The Chief Ombudsman considered whether there were any other considerations which rendered it desirable, in the public interest, to make the information available. He noted that there would be a public interest if disclosure of the manual was necessary for a fair trial of the solicitor’s client. In order to determine whether this was in fact the case here, the Chief Ombudsman again referred to the Tuiavii case. There, the applicants sought the manuals for similar reasons, namely to discredit the reliability of the Device. Justice Williams commented on the relevance of the manual to a fair trial in his decision. In particular, the Chief Ombudsman noted his comments at paragraph 62 which read:
…the results produced by the devices which tested these respondents are deemed conclusive unless Mr Churchill’s analysis of the blood breath alcohol correlations, operator’s manuals, log books and result cards raises reasonable doubt to the contrary. In that regard, the instrument manuals containing the material described by Dr Gainsford must in the light of his evidence be regarded, even considering the matter at its most favourable for the respondents, as being of peripheral, secondary or background relevance at most. They contain diagrams, a certain amount of information as to operating methods, calibration and settings for the model, not individual machines. These manuals, it is agreed, do not assist with demonstrating performance of a particular breath testing device on the day and time at which the evidential breath test was carried out.
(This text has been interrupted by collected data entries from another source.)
//! SMTP settings model.

use serde::{Deserialize, Serialize};
use sendwire_smtp::{Credentials, Security, TransportConfig};
use std::fmt;
use std::time::Duration;

/// Connection encryption as stored in settings.
#[derive(Debug, Clone, Copy, PartialEq, Eq, Default, Serialize, Deserialize)]
#[serde(rename_all = "lowercase")]
pub enum Encryption {
    /// Plain TCP for the whole session.
    None,
    /// Plain TCP upgraded with STARTTLS.
    #[default]
    Tls,
    /// TLS from the first byte.
    Ssl,
}

impl Encryption {
    /// Get display name for the encryption mode.
    #[must_use]
    pub const fn display_name(self) -> &'static str {
        match self {
            Self::None => "None (insecure)",
            Self::Tls => "STARTTLS",
            Self::Ssl => "SSL/TLS",
        }
    }
}

impl From<Encryption> for Security {
    fn from(encryption: Encryption) -> Self {
        match encryption {
            Encryption::None => Self::None,
            Encryption::Tls => Self::StartTls,
            Encryption::Ssl => Self::Implicit,
        }
    }
}

const fn default_connect_timeout_secs() -> u64 {
    10
}

const fn default_io_timeout_secs() -> u64 {
    30
}

/// SMTP settings, shaped like the persisted settings row.
#[derive(Clone, PartialEq, Eq, Serialize, Deserialize)]
pub struct SmtpSettings {
    /// Sending is administratively enabled.
    #[serde(default)]
    pub enabled: bool,
    /// Server hostname.
    #[serde(default)]
    pub host: String,
    /// Server port.
    #[serde(default)]
    pub port: u16,
    /// AUTH LOGIN username.
    #[serde(default)]
    pub username: String,
    /// AUTH LOGIN password.
    #[serde(default)]
    pub password: String,
    /// Sender address.
    #[serde(default)]
    pub from_email: String,
    /// Sender display name.
    #[serde(default)]
    pub from_name: String,
    /// Connection encryption.
    #[serde(default)]
    pub encryption: Encryption,
    /// Seconds allowed for connecting, TLS included.
    #[serde(default = "default_connect_timeout_secs")]
    pub connect_timeout_secs: u64,
    /// Seconds allowed for each command/reply exchange.
    #[serde(default = "default_io_timeout_secs")]
    pub io_timeout_secs: u64,
    /// With `tls`, refuse to continue in plaintext when the server does not offer STARTTLS.
    #[serde(default)]
    pub require_tls: bool,
}

impl Default for SmtpSettings {
    fn default() -> Self {
        Self {
            enabled: false,
            host: String::new(),
            port: 0,
            username: String::new(),
            password: String::new(),
            from_email: String::new(),
            from_name: String::new(),
            encryption: Encryption::default(),
            connect_timeout_secs: default_connect_timeout_secs(),
            io_timeout_secs: default_io_timeout_secs(),
            require_tls: false,
        }
    }
}

impl SmtpSettings {
    /// Conventional port for an encryption mode.
    #[must_use]
    pub const fn default_port(encryption: Encryption) -> u16 {
        match encryption {
            Encryption::None => 25,
            Encryption::Tls => 587,
            Encryption::Ssl => 465,
        }
    }

    /// Builds the transport configuration for these settings.
    ///
    /// The EHLO name is the server host.
    #[must_use]
    pub fn transport_config(&self) -> TransportConfig {
        TransportConfig::builder(self.host.trim())
            .port(self.port)
            .security(self.encryption.into())
            .connect_timeout(Duration::from_secs(self.connect_timeout_secs))
            .io_timeout(Duration::from_secs(self.io_timeout_secs))
            .require_tls(self.require_tls)
            .build()
    }

    /// AUTH LOGIN credentials.
    #[must_use]
    pub fn credentials(&self) -> Credentials {
        Credentials::new(self.username.clone(), self.password.clone())
    }
}

impl fmt::Debug for SmtpSettings {
    fn fmt(&self, f: &mut fmt::Formatter<'_>) -> fmt::Result {
        f.debug_struct("SmtpSettings")
            .field("enabled", &self.enabled)
            .field("host", &self.host)
            .field("port", &self.port)
            .field("username", &self.username)
            .field("password", &"<redacted>")
            .field("from_email", &self.from_email)
            .field("from_name", &self.from_name)
            .field("encryption", &self.encryption)
            .field("connect_timeout_secs", &self.connect_timeout_secs)
            .field("io_timeout_secs", &self.io_timeout_secs)
            .field("require_tls", &self.require_tls)
            .finish()
    }
}
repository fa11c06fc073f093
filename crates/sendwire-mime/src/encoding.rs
//! RFC 2047 header encoding and mailbox formatting.

use crate::error::{Error, Result};
use base64::Engine;
use base64::engine::general_purpose::STANDARD;

/// Largest number of raw bytes per encoded-word, keeping each word under
/// the 75 character limit of RFC 2047.
const MAX_WORD_BYTES: usize = 45;

/// Encodes a header value as RFC 2047 encoded-words when it needs it.
///
/// Plain ASCII is returned unchanged. Non-ASCII text, or text that would
/// itself look like an encoded-word, becomes one or more
/// `=?utf-8?B?...?=` words separated by spaces.
#[must_use]
pub fn encode_rfc2047(text: &str) -> String {
    if text.is_ascii() && !text.contains("=?") {
        return text.to_string();
    }

    let mut words = Vec::new();
    let mut chunk = String::new();
    for c in text.chars() {
        if chunk.len() + c.len_utf8() > MAX_WORD_BYTES {
            words.push(encoded_word(&chunk));
            chunk.clear();
        }
        chunk.push(c);
    }
    if !chunk.is_empty() {
        words.push(encoded_word(&chunk));
    }

    words.join(" ")
}

fn encoded_word(chunk: &str) -> String {
    format!("=?utf-8?B?{}?=", STANDARD.encode(chunk.as_bytes()))
}

/// Decodes a header value made of base64 encoded-words.
///
/// Values without encoded-words are returned unchanged. Whitespace between
/// adjacent encoded-words is dropped.
///
/// # Errors
///
/// Returns an error if an encoded-word is malformed or not valid UTF-8.
pub fn decode_rfc2047(text: &str) -> Result<String> {
    if !text.contains("=?") {
        return Ok(text.to_string());
    }

    let mut out = Vec::new();
    for word in text.split_whitespace() {
        let inner = word
            .strip_prefix("=?")
            .and_then(|w| w.strip_suffix("?="))
            .ok_or_else(|| Error::InvalidHeader(word.to_string()))?;

        let mut parts = inner.splitn(3, '?');
        let (Some(_charset), Some(encoding), Some(payload)) =
            (parts.next(), parts.next(), parts.next())
        else {
            return Err(Error::InvalidHeader(word.to_string()));
        };

        if !encoding.eq_ignore_ascii_case("B") {
            return Err(Error::InvalidHeader(format!("Unknown encoding: {encoding}")));
        }

        let bytes = STANDARD
            .decode(payload)
            .map_err(|e| Error::InvalidHeader(e.to_string()))?;
        out.extend_from_slice(&bytes);
    }

    String::from_utf8(out).map_err(|e| Error::InvalidHeader(e.to_string()))
}

/// Formats a mailbox for `From:` / `To:`.
///
/// ASCII display names become quoted strings, non-ASCII names become
/// encoded-words, and an empty name leaves just the bracketed address.
#[must_use]
pub fn format_mailbox(name: &str, email: &str) -> String {
    let name = name.trim();
    if name.is_empty() {
        return format!("<{email}>");
    }

    if name.is_ascii() && !name.contains("=?") {
        let escaped = name.replace('\\', "\\\\").replace('"', "\\\"");
        format!("\"{escaped}\" <{email}>")
    } else {
        format!("{} <{email}>", encode_rfc2047(name))
    }
}
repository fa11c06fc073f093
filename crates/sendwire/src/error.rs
//! API error type and its HTTP rendering.

use axum::Json;
use axum::http::StatusCode;
use axum::response::{IntoResponse, Response};
use sendwire_core::DispatchError;
use serde_json::json;
use thiserror::Error;

/// Everything `POST /send-email` can answer with besides success.
#[derive(Debug, Error)]
pub enum ApiError {
    /// The body is not a send request.
    #[error("Invalid request body: {0}")]
    InvalidBody(String),

    /// The email was not sent; carries the send error.
    #[error("{0}")]
    NotSent(String),

    /// The workflow itself broke.
    #[error(transparent)]
    Internal(#[from] DispatchError),
}

impl IntoResponse for ApiError {
    fn into_response(self) -> Response {
        let (status, message) = match &self {
            Self::InvalidBody(_) | Self::NotSent(_) => (StatusCode::BAD_REQUEST, self.to_string()),
            Self::Internal(e) => {
                tracing::error!(error = %e, "Internal error");
                (
                    StatusCode::INTERNAL_SERVER_ERROR,
                    "Internal server error".to_string(),
                )
            }
        };

        let body = json!({ "success": false, "message": message });
        (status, Json(body)).into_response()
    }
}
//! Opening sockets and negotiating TLS.

use super::stream::BoxedIo;
use crate::error::{Error, Result};
use rustls::pki_types::ServerName;
use std::fmt;
use std::future::Future;
use std::io;
use std::sync::Arc;
use tokio::net::TcpStream;
use tokio_rustls::{
    TlsConnector,
    rustls::{ClientConfig, RootCertStore},
};

/// Opens connections for the transport.
///
/// [`RustlsConnector`] is the production implementation. Tests substitute an
/// in-memory connector so the dialogue can run against a scripted server.
pub trait Connector: Send + Sync {
    /// Opens a plaintext connection to `host:port`.
    fn connect(&self, host: &str, port: u16) -> impl Future<Output = io::Result<BoxedIo>> + Send;

    /// Runs a TLS client handshake over `io`, verifying the certificate for `host`.
    fn handshake(&self, io: BoxedIo, host: &str) -> impl Future<Output = Result<BoxedIo>> + Send;
}

/// TCP connector with rustls for implicit TLS and STARTTLS.
#[derive(Clone)]
pub struct RustlsConnector {
    tls: TlsConnector,
}

impl RustlsConnector {
    /// Creates a connector trusting the webpki root certificates.
    #[must_use]
    pub fn new() -> Self {
        Self::with_root_store(RootCertStore {
            roots: webpki_roots::TLS_SERVER_ROOTS.to_vec(),
        })
    }

    /// Creates a connector trusting only the given roots.
    #[must_use]
    pub fn with_root_store(roots: RootCertStore) -> Self {
        let config = ClientConfig::builder()
            .with_root_certificates(roots)
            .with_no_client_auth();

        Self {
            tls: TlsConnector::from(Arc::new(config)),
        }
    }
}

impl Default for RustlsConnector {
    fn default() -> Self {
        Self::new()
    }
}

impl fmt::Debug for RustlsConnector {
    fn fmt(&self, f: &mut fmt::Formatter<'_>) -> fmt::Result {
        f.debug_struct("RustlsConnector").finish_non_exhaustive()
    }
}

impl Connector for RustlsConnector {
    async fn connect(&self, host: &str, port: u16) -> io::Result<BoxedIo> {
        let stream = TcpStream::connect((host, port)).await?;
        stream.set_nodelay(true)?;
        Ok(Box::new(stream))
    }

    async fn handshake(&self, io: BoxedIo, host: &str) -> Result<BoxedIo> {
        let server_name = ServerName::try_from(host.to_string())
            .map_err(|_| Error::InvalidServerName(host.to_string()))?;

        let tls_stream = self
            .tls
            .connect(server_name, io)
            .await
            .map_err(Error::handshake)?;
        Ok(Box::new(tls_stream))
    }
}
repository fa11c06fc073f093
//! Core SMTP types.

mod address;
mod extension;
mod reply;

pub use address::Address;
pub use extension::{AuthMechanism, Extension};
pub use reply::{Reply, ReplyCode};
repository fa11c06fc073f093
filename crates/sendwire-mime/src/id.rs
//! Unique tokens for multipart boundaries and Message-IDs.

use chrono::Utc;
use rand::Rng;

/// Timestamp plus a random suffix: distinct across concurrent calls in one
/// process and across restarts.
fn unique_token() -> String {
    let millis = Utc::now().timestamp_millis();
    let random: u64 = rand::thread_rng().r#gen();
    format!("{millis:x}.{random:016x}")
}

/// Generates a multipart boundary.
///
/// Only characters from the RFC 2046 boundary alphabet are used, and the
/// `=_` prefix cannot occur in base64 or quoted-printable content.
#[must_use]
pub fn generate_boundary() -> String {
    format!("=_sendwire_{}", unique_token())
}

/// Generates a Message-ID (without angle brackets) for `host`.
#[must_use]
pub fn generate_message_id(host: &str) -> String {
    let host = host.trim();
    let host = if host.is_empty() { "localhost" } else { host };
    format!("{}@{host}", unique_token())
}

#[cfg(test)]
mod tests {
    use super::*;
    use std::collections::HashSet;

    #[test]
    fn boundaries_are_unique() {
        let all: HashSet<_> = (0..1000).map(|_| generate_boundary()).collect();
        assert_eq!(all.len(), 1000);
    }

    #[test]
    fn boundary_uses_safe_characters() {
        let boundary = generate_boundary();
        assert!(boundary.len() <= 70);
        assert!(
            boundary
                .chars()
                .all(|c| c.is_ascii_alphanumeric() || "=_.".contains(c))
        );
    }

    #[test]
    fn message_id_carries_host() {
        let id = generate_message_id("smtp.example.com");
        let (local, host) = id.split_once('@').unwrap_or_default();
        assert_eq!(host, "smtp.example.com");
        assert!(local.contains('.'));
        assert_ne!(id, generate_message_id("smtp.example.com"));
    }

    #[test]
    fn message_id_falls_back_to_localhost() {
        assert!(generate_message_id(" ").ends_with("@localhost"));
    }
}
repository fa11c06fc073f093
//! Shared application state.

use sendwire_core::Dispatcher;
use sendwire_smtp::RustlsConnector;

/// State shared by every request.
#[derive(Debug)]
pub struct AppState<S, L, C = RustlsConnector> {
    /// Runs each send and records its outcome.
    pub dispatcher: Dispatcher<S, L, C>,
}

impl<S, L, C> AppState<S, L, C> {
    /// Creates the state.
    #[must_use]
    pub const fn new(dispatcher: Dispatcher<S, L, C>) -> Self {
        Self { dispatcher }
    }
}
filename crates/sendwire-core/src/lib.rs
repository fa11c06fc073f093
//! # sendwire-core
//!
//! The send operation and the email-dispatch workflow around it.
//!
//! This crate provides:
//! - SMTP settings, their validation, and stores to load them from
//! - [`Mailer`]: one email per call, every failure mapped to a [`SendResult`]
//! - [`Dispatcher`]: load settings, send, and record the outcome in a
//!   [`DeliveryLog`]

#![warn(missing_docs)]
#![warn(clippy::all)]
#![warn(clippy::pedantic)]
#![forbid(unsafe_code)]

pub mod dispatch;
mod error;
pub mod mailer;
pub mod settings;

pub use dispatch::{
    DeliveryLog, DeliveryStatus, Dispatcher, JsonlDeliveryLog, LogEntry, LogError,
    MemoryDeliveryLog,
};
pub use error::{DispatchError, SendError};
pub use mailer::{EmailRequest, Mailer, SendResult};
pub use settings::{
    Encryption, JsonSettingsFile, SettingsStore, SmtpSettings, StaticSettings, StoreError,
    ValidationError, ValidationResult, validate_settings,
};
The Chief Ombudsman was satisfied that ESR held the manual subject to an obligation of confidence. It appeared that, if the information were to be disclosed, there was a real risk that Seres or their New Zealand representative, W&W, would withdraw the manuals. This would result in ESR no longer being able to maintain the breathalysers, which are approved evidential breath testing devices. In the Chief Ombudsman’s view, such a result would be contrary to the public interest by detrimentally affecting measures designed to promote road safety. The Chief Ombudsman therefore considered that section 9(2)(ba)(ii) applied to the information at issue.
Further, having regard to the decision of Justice Williams in Tuiavaii, it was apparent to the Chief Ombudsman that the Court did not consider the technical manuals necessary for the conduct of a fair trial for a person charged with driving with excess breath alcohol. The Chief Ombudsman was therefore unable to see any public interest grounds favouring disclosure of the information that outweighed the interests protected by section 9(2)(ba)(ii).
The Chief Ombudsman duly formed the view that ESR was entitled to withhold the information under section 9(2)(ba)(ii) of the OIA.
This case note is published under the authority of the Ombudsmen Rules 1989. It sets out an Ombudsman’s view on the facts of a particular case. It should not be taken as establishing any legal precedent that would bind an Ombudsman in future.